The oil disaster in the Gulf of Mexico should have been a call to action for the G-20 leaders meeting in Toronto to take serious and immediate steps toward reducing the world's dependence on fossil fuels and to encourage a more rapid move to clean energy technology and jobs.
While the summit's energy and climate outcome was not as bad as feared, the G-20 leaders bobbled an enormous opportunity to secure a better future for their people and the planet.
There is no way, watching the wrenching images of unemployed fishermen and fouled marshes and beaches in the Gulf of Mexico, for us to consider it rational policy that most developed nations continue to reward oil companies with tax breaks and other subsidies.
Yet the G-20 nations went no further than their September 2009 pledges (to curb subsidies), and made no mention of shifting to a new, clean energy economy.

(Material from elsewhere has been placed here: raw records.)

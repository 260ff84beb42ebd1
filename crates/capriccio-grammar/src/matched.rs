//! Values produced by a successful evaluation.

/// One value of the parse tree.
#[derive(Debug, Clone, PartialEq, Eq)]
pub enum Matched<L> {
    /// Text produced by a literal, character, flatten or replace primitive.
    Text(String),
    /// Values produced under a `label` primitive.
    Node {
        /// Label given to the node by the grammar.
        label: L,
        /// Values produced by the labeled expression, in input order.
        children: Vec<Matched<L>>,
    },
}

impl<L> Matched<L> {
    /// Return the text when the value is [`Matched::Text`].
    #[must_use]
    pub fn as_text(&self) -> Option<&str> {
        match self {
            Self::Text(text) => Some(text),
            Self::Node { .. } => None,
        }
    }

    /// Return the label when the value is [`Matched::Node`].
    #[must_use]
    pub fn label(&self) -> Option<&L> {
        match self {
            Self::Text(_) => None,
            Self::Node { label, .. } => Some(label),
        }
    }

    /// Append every text below this value to `buffer`, depth first.
    pub(crate) fn collect_text(&self, buffer: &mut String) {
        match self {
            Self::Text(text) => buffer.push_str(text),
            Self::Node { children, .. } => {
                for child in children {
                    child.collect_text(buffer);
                }
            }
        }
    }
}

#[cfg(test)]
mod tests {
    use super::*;

    #[test]
    fn collects_nested_text_in_order() {
        let value = Matched::Node {
            label: 'n',
            children: vec![
                Matched::Text("a".into()),
                Matched::Node {
                    label: 'm',
                    children: vec![Matched::Text("b".into())],
                },
                Matched::Text("c".into()),
            ],
        };
        let mut buffer = String::new();
        value.collect_text(&mut buffer);
        assert_eq!(buffer, "abc");
        assert_eq!(value.label(), Some(&'n'));
        assert_eq!(value.as_text(), None);
    }
}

The failure of the world's richest nations to take greater action also translates into problems in helping the world's least developed nations wean themselves off their fossil fuel diets.
AID STILL GOING TO FOSSIL FUEL PROJECTS
While the G-20 leaders are committed to phasing out national fossil fuel subsidies, their countries' donor contributions to the World Bank and other international development institutions are pushing in the opposite direction, undermining their efforts.

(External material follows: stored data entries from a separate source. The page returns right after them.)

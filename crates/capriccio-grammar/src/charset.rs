//! Character sets used by the single-character primitives.

/// A finite set of characters.
///
/// # Examples
/// ```
/// use capriccio_grammar::CharSet;
/// let set = CharSet::horizontal_whitespace().union(&CharSet::from_chars("|"));
/// assert!(set.contains(' '));
/// assert!(set.contains('|'));
/// assert!(!set.contains('\n'));
/// ```
#[derive(Debug, Clone, Default, PartialEq, Eq)]
pub struct CharSet {
    chars: Vec<char>,
}

impl CharSet {
    /// Build a set holding every character of `chars`.
    #[must_use]
    pub fn from_chars(chars: &str) -> Self {
        let mut set = Self::default();
        for ch in chars.chars() {
            set.insert(ch);
        }
        set
    }

    /// Spaces and tabs.
    #[must_use]
    pub fn horizontal_whitespace() -> Self {
        Self::from_chars(" \t")
    }

    /// Carriage return and line feed.
    #[must_use]
    pub fn line_breaks() -> Self {
        Self::from_chars("\r\n")
    }

    /// Return a new set containing the characters of both sets.
    #[must_use]
    pub fn union(&self, other: &Self) -> Self {
        let mut set = self.clone();
        for &ch in &other.chars {
            set.insert(ch);
        }
        set
    }

    /// Return `true` when `ch` belongs to the set.
    #[must_use]
    pub fn contains(&self, ch: char) -> bool {
        self.chars.contains(&ch)
    }

    fn insert(&mut self, ch: char) {
        if !self.contains(ch) {
            self.chars.push(ch);
        }
    }
}

#[cfg(test)]
mod tests {
    use super::*;

    #[test]
    fn from_chars_ignores_duplicates() {
        assert_eq!(CharSet::from_chars("aab"), CharSet::from_chars("ab"));
    }

    #[test]
    fn union_keeps_both_sides() {
        let set = CharSet::line_breaks().union(&CharSet::from_chars("@"));
        assert!(set.contains('\n'));
        assert!(set.contains('\r'));
        assert!(set.contains('@'));
        assert!(!set.contains('a'));
    }

    #[test]
    fn empty_set_contains_nothing() {
        assert!(!CharSet::default().contains(' '));
    }
}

For example, the Environmental Defense Fund has identified 88 coal-fired power plants which received a total of more than $37 billion in such public international financing over a 15-year span - a direct, though often missed, subsidy to the fossil fuel energy sector, contributing about 791 million tons of CO2 emissions per year.
And just recently, the World Bank approved a $3.75 billion loan to South African national utility Eskom for a 4,800 megawatt coal-fired power plant, instead of shifting its lending portfolio away from subsidizing carbon-intensive energy production.

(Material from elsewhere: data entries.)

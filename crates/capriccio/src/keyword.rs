//! Step keyword vocabulary.
//!
//! Conjunctions keep their own kind: an `And` step following a `Given` is
//! reported as `And`, and resolving it is left to whoever consumes the tree.

use std::fmt;
use std::str::FromStr;

/// Keyword that introduces a step line.
#[derive(Debug, Clone, Copy, PartialEq, Eq, Hash)]
#[cfg_attr(feature = "serde", derive(serde::Serialize))]
pub enum StepKeyword {
    /// Precondition.
    Given,
    /// Action.
    When,
    /// Expected outcome.
    Then,
    /// Continuation of the previous step.
    And,
    /// Contrasting continuation of the previous step.
    But,
}

impl StepKeyword {
    /// Every keyword, in the order the grammar tries them.
    pub const ALL: [Self; 5] = [Self::Given, Self::When, Self::Then, Self::And, Self::But];

    /// Return the keyword as a string slice.
    ///
    /// # Examples
    ///
    /// ```
    /// use capriccio::StepKeyword;
    ///
    /// assert_eq!(StepKeyword::Given.as_str(), "Given");
    /// assert_eq!(StepKeyword::But.as_str(), "But");
    /// ```
    #[must_use]
    pub const fn as_str(&self) -> &'static str {
        match self {
            Self::Given => "Given",
            Self::When => "When",
            Self::Then => "Then",
            Self::And => "And",
            Self::But => "But",
        }
    }

    /// Return `true` for `And` and `But`.
    #[must_use]
    pub const fn is_conjunction(&self) -> bool {
        matches!(self, Self::And | Self::But)
    }
}

impl fmt::Display for StepKeyword {
    fn fmt(&self, f: &mut fmt::Formatter<'_>) -> fmt::Result {
        f.write_str(self.as_str())
    }
}

/// Error returned when parsing a [`StepKeyword`] from a string fails.
///
/// Contains the unrecognised keyword text for diagnostic purposes.
#[derive(Debug, Clone, PartialEq, Eq)]
pub struct StepKeywordParseError(pub String);

impl fmt::Display for StepKeywordParseError {
    fn fmt(&self, f: &mut fmt::Formatter<'_>) -> fmt::Result {
        write!(f, "invalid step keyword: {}", self.0)
    }
}

impl std::error::Error for StepKeywordParseError {}

impl FromStr for StepKeyword {
    type Err = StepKeywordParseError;

    fn from_str(value: &str) -> Result<Self, Self::Err> {
        let trimmed = value.trim();
        Self::ALL
            .into_iter()
            .find(|keyword| trimmed.eq_ignore_ascii_case(keyword.as_str()))
            .ok_or_else(|| StepKeywordParseError(trimmed.to_string()))
    }
}

impl TryFrom<&str> for StepKeyword {
    type Error = StepKeywordParseError;

    fn try_from(value: &str) -> Result<Self, Self::Error> {
        value.parse()
    }
}

#[cfg(test)]
mod tests {
    use super::*;
    use rstest::rstest;

    #[expect(clippy::expect_used, reason = "test helper with descriptive failures")]
    fn parse_kw(input: &str) -> StepKeyword {
        input
            .parse()
            .expect("test input should parse to a valid keyword")
    }

    #[rstest]
    #[case("Given", StepKeyword::Given)]
    #[case("given", StepKeyword::Given)]
    #[case(" WhEn ", StepKeyword::When)]
    #[case("THEN", StepKeyword::Then)]
    #[case("AND", StepKeyword::And)]
    #[case(" but ", StepKeyword::But)]
    fn parses_case_insensitively(#[case] input: &str, #[case] expected: StepKeyword) {
        assert_eq!(parse_kw(input), expected);
    }

    #[test]
    #[expect(clippy::expect_used, reason = "test verifies error case with descriptive failure")]
    fn rejects_invalid_keyword() {
        let err = "Whence"
            .parse::<StepKeyword>()
            .expect_err("expected parse error for invalid keyword");
        assert_eq!(err.0, "Whence");
        assert_eq!(err.to_string(), "invalid step keyword: Whence");
    }

    #[test]
    fn as_str_round_trips_through_from_str() {
        for keyword in StepKeyword::ALL {
            assert_eq!(StepKeyword::try_from(keyword.as_str()), Ok(keyword));
        }
    }

    #[test]
    fn only_and_but_are_conjunctions() {
        let conjunctions: Vec<_> = StepKeyword::ALL
            .into_iter()
            .filter(StepKeyword::is_conjunction)
            .collect();
        assert_eq!(conjunctions, vec![StepKeyword::And, StepKeyword::But]);
    }
}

At least the G-20 did not, contrary to a pre-summit leaked draft, back-track on fossil fuel subsidies language in its final communique, which commits nations to phase out "inefficient fossil fuel subsidies that encourage wasteful consumption" and to continue tracking and reporting commitments in upcoming G-20 summits.
It's particularly encouraging if the administration of U.S. President Barack Obama is indeed the force that helped keep the G-20 from watering down the communique subsidy language. Now it's time for the Obama Administration to lead the world by example by pushing the U.S. Senate to pass the most comprehensive and strongest possible clean energy and climate legislation in the coming weeks.
The U.S. will never have a better moment to do what is right for both the U.S. and the world's economies, security and environment.
The November meeting of the G-20 is in South Korea, a country that has been making progressive efforts to curb climate change. This gives hope that climate and fossil fuel subsidies will play a more pivotal role in those talks, especially if the U.S. Senate has passed an energy and climate bill by then.
Disappointed by Toronto, the world will next look to Seoul to learn whether the G-20 will deliver on moving the world away from fossil fuels. There is no better solution for any nation's economic woes than creating low-carbon economies that will create new jobs and enhance national security for each country.
Jennifer Haverkamp is managing director of the Environmental Defense Fund's international climate program and blogs for EDF Talks Global Climate.